Posted by 河野 太郎 on 2006/4/5 水曜日

うちに帰るとペシ坊がいなばうあといいながら背中を反らす。と、こんどはあんもないとといいながら丸くなる。
久しぶりにお風呂に入ったら、にじゅうまで数えられるようになっていた。

朝8時半から法務省で答弁のレク。
午前の法務委員会で津村代議士から8問。その他の質問者のレクが続く。
9時、アメリカ、ヨーロッパ、オーストラリアに関連する懸案事項が解決したとの報告。ヨーロッパからは夕食を食べようという手打ちの儀式(手打ちうどんではない)の誘いも来ている。

9時15分、法務省発。と、いきなり齊田秘書官の携帯が鳴る。
どうやら行革特別委員会へまわれということらしい。齊田秘書官が僕に代わって、答弁は大丈夫です、と請け負う。

9時半、法務委員会始まる。津村代議士の質問が始まるが、こっちに質問が来る前に10時15分。
隣の部屋で行革特のレク。いつものやつです、で終わり。

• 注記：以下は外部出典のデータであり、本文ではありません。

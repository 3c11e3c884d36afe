//! ELLPACK (ELL) matrix format implementation

use std::fmt;
use num_traits::Num;

use crate::constants::INVALID_INDEX;
use crate::error::{FormatError, Result};
use crate::matrix::format::{MatrixShape, SparseFormat};
use crate::matrix::strided::StridedBuffer;

/// A sparse matrix in ELLPACK (ELL) format
///
/// Every row has the same number of slots, `entries_per_row`. Slot `k` of
/// row `i` lives at `(k, i)` in both strided buffers. A slot whose column is
/// [`SparseMatrixELL::INVALID_INDEX`] is unused, and its value is zero.
/// Used slots always come first in a row.
#[derive(Clone, PartialEq)]
pub struct SparseMatrixELL<T> {
    /// Number of rows in the matrix
    pub n_rows: usize,

    /// Number of columns in the matrix
    pub n_cols: usize,

    /// Number of occupied slots
    pub num_entries: usize,

    /// Column index of each slot, or `INVALID_INDEX` (size: entries_per_row × stride)
    pub col_idx: StridedBuffer<usize>,

    /// Value of each slot (size: entries_per_row × stride)
    pub values: StridedBuffer<T>,
}

impl<T> SparseMatrixELL<T> {
    /// Sentinel column index marking an unused slot.
    ///
    /// Shared by every ELL matrix so buffers can be exchanged between them.
    pub const INVALID_INDEX: usize = INVALID_INDEX;
}

impl<T> SparseMatrixELL<T>
where
    T: Copy + Num,
{
    /// Creates a new ELL matrix from strided column and value buffers
    ///
    /// # Panics
    ///
    /// Panics if the buffers disagree in shape, the stride is shorter than
    /// `n_rows`, a column is out of range, or `num_entries` does not match
    /// the number of occupied slots.
    pub fn new(
        n_rows: usize,
        n_cols: usize,
        num_entries: usize,
        col_idx: StridedBuffer<usize>,
        values: StridedBuffer<T>,
    ) -> Self {
        match Self::try_new(n_rows, n_cols, num_entries, col_idx, values) {
            Ok(matrix) => matrix,
            Err(err) => panic!("{}", err),
        }
    }

    /// Creates a new ELL matrix, returning an error if the layout is inconsistent
    pub fn try_new(
        n_rows: usize,
        n_cols: usize,
        num_entries: usize,
        col_idx: StridedBuffer<usize>,
        values: StridedBuffer<T>,
    ) -> Result<Self> {
        if col_idx.stride() < n_rows {
            return Err(FormatError::BufferExtent {
                what: "ELL col_idx",
                expected_slots: col_idx.slots(),
                min_stride: n_rows,
                slots: col_idx.slots(),
                stride: col_idx.stride(),
            });
        }
        if values.slots() != col_idx.slots() || values.stride() != col_idx.stride() {
            return Err(FormatError::BufferExtent {
                what: "ELL values",
                expected_slots: col_idx.slots(),
                min_stride: col_idx.stride(),
                slots: values.slots(),
                stride: values.stride(),
            });
        }

        let mut occupied = 0;
        for k in 0..col_idx.slots() {
            for i in 0..n_rows {
                let col = col_idx.get(k, i);
                if col == INVALID_INDEX {
                    continue;
                }
                if col >= n_cols {
                    return Err(FormatError::ColumnOutOfBounds { col, n_cols });
                }
                occupied += 1;
            }
        }
        if occupied != num_entries {
            return Err(FormatError::EntryCount {
                declared: num_entries,
                actual: occupied,
            });
        }

        Ok(Self {
            n_rows,
            n_cols,
            num_entries,
            col_idx,
            values,
        })
    }

    /// Returns the number of occupied slots
    pub fn nnz(&self) -> usize {
        self.num_entries
    }

    /// Returns the per-row slot capacity
    pub fn entries_per_row(&self) -> usize {
        self.col_idx.slots()
    }

    /// Returns the padded length of each slot column
    pub fn stride(&self) -> usize {
        self.col_idx.stride()
    }

    /// Returns true if slot `k` of row `i` backs a real entry
    #[inline]
    pub fn is_occupied(&self, k: usize, i: usize) -> bool {
        self.col_idx.get(k, i) != INVALID_INDEX
    }

    /// Returns an iterator over the occupied slots of row i as (col_idx, value)
    pub fn row_iter(&self, i: usize) -> impl Iterator<Item = (usize, T)> + '_ {
        assert!(i < self.n_rows, "Row index out of bounds");

        (0..self.entries_per_row())
            .filter(move |&k| self.is_occupied(k, i))
            .map(move |k| (self.col_idx.get(k, i), self.values.get(k, i)))
    }
}

impl<T> MatrixShape for SparseMatrixELL<T> {
    fn format(&self) -> SparseFormat {
        SparseFormat::Ell
    }

    fn n_rows(&self) -> usize {
        self.n_rows
    }

    fn n_cols(&self) -> usize {
        self.n_cols
    }

    fn nnz(&self) -> usize {
        self.num_entries
    }
}

impl<T: fmt::Debug + Copy + Num> fmt::Debug for SparseMatrixELL<T> {
    fn fmt(&self, f: &mut fmt::Formatter<'_>) -> fmt::Result {
        writeln!(f, "SparseMatrixELL {{")?;
        writeln!(f, "  dimensions: {} × {}", self.n_rows, self.n_cols)?;
        writeln!(f, "  nnz: {}", self.num_entries)?;
        writeln!(f, "  entries per row: {}", self.entries_per_row())?;
        writeln!(f, "  stride: {}", self.stride())?;

        let max_rows_to_print = 5.min(self.n_rows);
        for i in 0..max_rows_to_print {
            let row: Vec<_> = self.row_iter(i).collect();
            writeln!(f, "    row {}: {:?}", i, row)?;
        }
        if self.n_rows > max_rows_to_print {
            writeln!(f, "    ... ({} more rows)", self.n_rows - max_rows_to_print)?;
        }

        write!(f, "}}")
    }
}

なんでも昨日の夕方、質問取りに来いと言われていったら、議員会館のドアに質問を書いた紙が貼ってあったそうだ。

本館の第一委員室。脇の席で待機。
が、...。法務大臣がいないのでと質問拒否。わけわかんねぇ。
本当なら副大臣でよいのだが、連絡ミスで今日は法務大臣が出席ということになっていたので副大臣ではだめだということらしい。
入管法の問題ならば、副大臣が担当しているのだが。で、何も答弁することもなく行革特は座っていただけ。法務委員会に戻ると津村代議士の質問は終わり、座っているだけ。

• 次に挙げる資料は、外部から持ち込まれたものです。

//! Error types for sparsefmt

use thiserror::Error;

/// Result type alias using sparsefmt's error
pub type Result<T> = std::result::Result<T, FormatError>;

/// Errors raised by matrix constructors, conversion parameters and bridges.
///
/// Conversions never validate index ranges of their input; out-of-range
/// indices in a matrix built without `try_new` are the caller's problem.
#[derive(Error, Debug)]
pub enum FormatError {
    /// Row pointer array has the wrong length
    #[error("row_ptr.len() must be n_rows + 1 (got {len}, n_rows = {n_rows})")]
    RowPtrLength {
        /// Actual length
        len: usize,
        /// Number of rows
        n_rows: usize,
    },

    /// Parallel arrays disagree in length
    #[error("{what}: lengths must match (got {left} and {right})")]
    LengthMismatch {
        /// Which arrays disagree
        what: &'static str,
        /// Length of the first array
        left: usize,
        /// Length of the second array
        right: usize,
    },

    /// Row pointers do not start at zero or end at nnz
    #[error("row_ptr must run from 0 to nnz (got {first}..{last}, nnz = {nnz})")]
    RowPtrBoundary {
        /// First row pointer
        first: usize,
        /// Last row pointer
        last: usize,
        /// Number of stored entries
        nnz: usize,
    },

    /// Row pointers decrease somewhere
    #[error("row_ptr must be nondecreasing (row {row} spans {start}..{end})")]
    RowPtrNotMonotonic {
        /// Row whose extent is negative
        row: usize,
        /// Start pointer of that row
        start: usize,
        /// End pointer of that row
        end: usize,
    },

    /// A column index is outside the matrix
    #[error("Column index {col} out of bounds (n_cols = {n_cols})")]
    ColumnOutOfBounds {
        /// Offending column
        col: usize,
        /// Number of columns
        n_cols: usize,
    },

    /// A row index is outside the matrix
    #[error("Row index {row} out of bounds (n_rows = {n_rows})")]
    RowOutOfBounds {
        /// Offending row
        row: usize,
        /// Number of rows
        n_rows: usize,
    },

    /// A strided buffer does not match the extents it must cover
    #[error("{what}: expected {expected_slots} slots of stride >= {min_stride}, got {slots} slots of stride {stride}")]
    BufferExtent {
        /// Which buffer is wrong
        what: &'static str,
        /// Required slot count
        expected_slots: usize,
        /// Minimum stride (the row count)
        min_stride: usize,
        /// Actual slot count
        slots: usize,
        /// Actual stride
        stride: usize,
    },

    /// A DIA diagonal offset appears twice
    #[error("Diagonal offset {offset} appears more than once")]
    DuplicateDiagonal {
        /// Repeated offset
        offset: isize,
    },

    /// Stored entry count disagrees with the structure
    #[error("num_entries is {declared} but the structure holds {actual} entries")]
    EntryCount {
        /// Count passed by the caller
        declared: usize,
        /// Count found in the structure
        actual: usize,
    },

    /// Alignment of zero would make the stride undefined
    #[error("Alignment must be at least 1")]
    InvalidAlignment,

    /// ELL or HYB target requested without a per-row capacity
    #[error("Converting to {target} requires ell_entries_per_row to be set")]
    MissingEntriesPerRow {
        /// Target format name
        target: &'static str,
    },

    /// Shape error from the ndarray bridge
    #[error("ndarray shape error: {0}")]
    Shape(#[from] ndarray::ShapeError),
}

午後の行革特は馬淵澄夫代議士が登記オンラインの質問をする予定で、なぜオンライン利用率が低いのか、と。オンラインPTも立ち上がり、民事局が書いた答弁よりも詳しく答弁できるぜとわくわくしながら、あかねのマトンカレーを食べていると、馬淵代議士も法務大臣出席ということなので時間をずらして法務大臣に質問したいとのこと。
なんで担当している副大臣に質問しないのだ!?

結局大臣は一時半から法務委員会で三時半まで答弁し、その後、行革特で答弁。
副大臣は答弁するはずだった行革特ではなく法務委員会に座るが質問は一つもなし。朝から何時間もまったく生産的なことは何もせずに座っているだけ。
大臣は副大臣が担当しているところもわざわざ答弁する。
二人とも法務省の行政の仕事は一日何もできない。
入管PTは提言は完成し、現場に近いところのヒアリングをすることになっているのだが、委員会でヒアリングの設定ができない。
オンラインPTも空回りだ。
なんだこれは。

県連の選挙対策会議。
県連の新体制の各部局のミッションのたたき台を作成。週末の正副幹事長会議でもんでもらう。
総務会の民間総務の選定も進めるし、政調会の新体制とミッションも決めなければ。それが終われば総裁選挙の準備だ。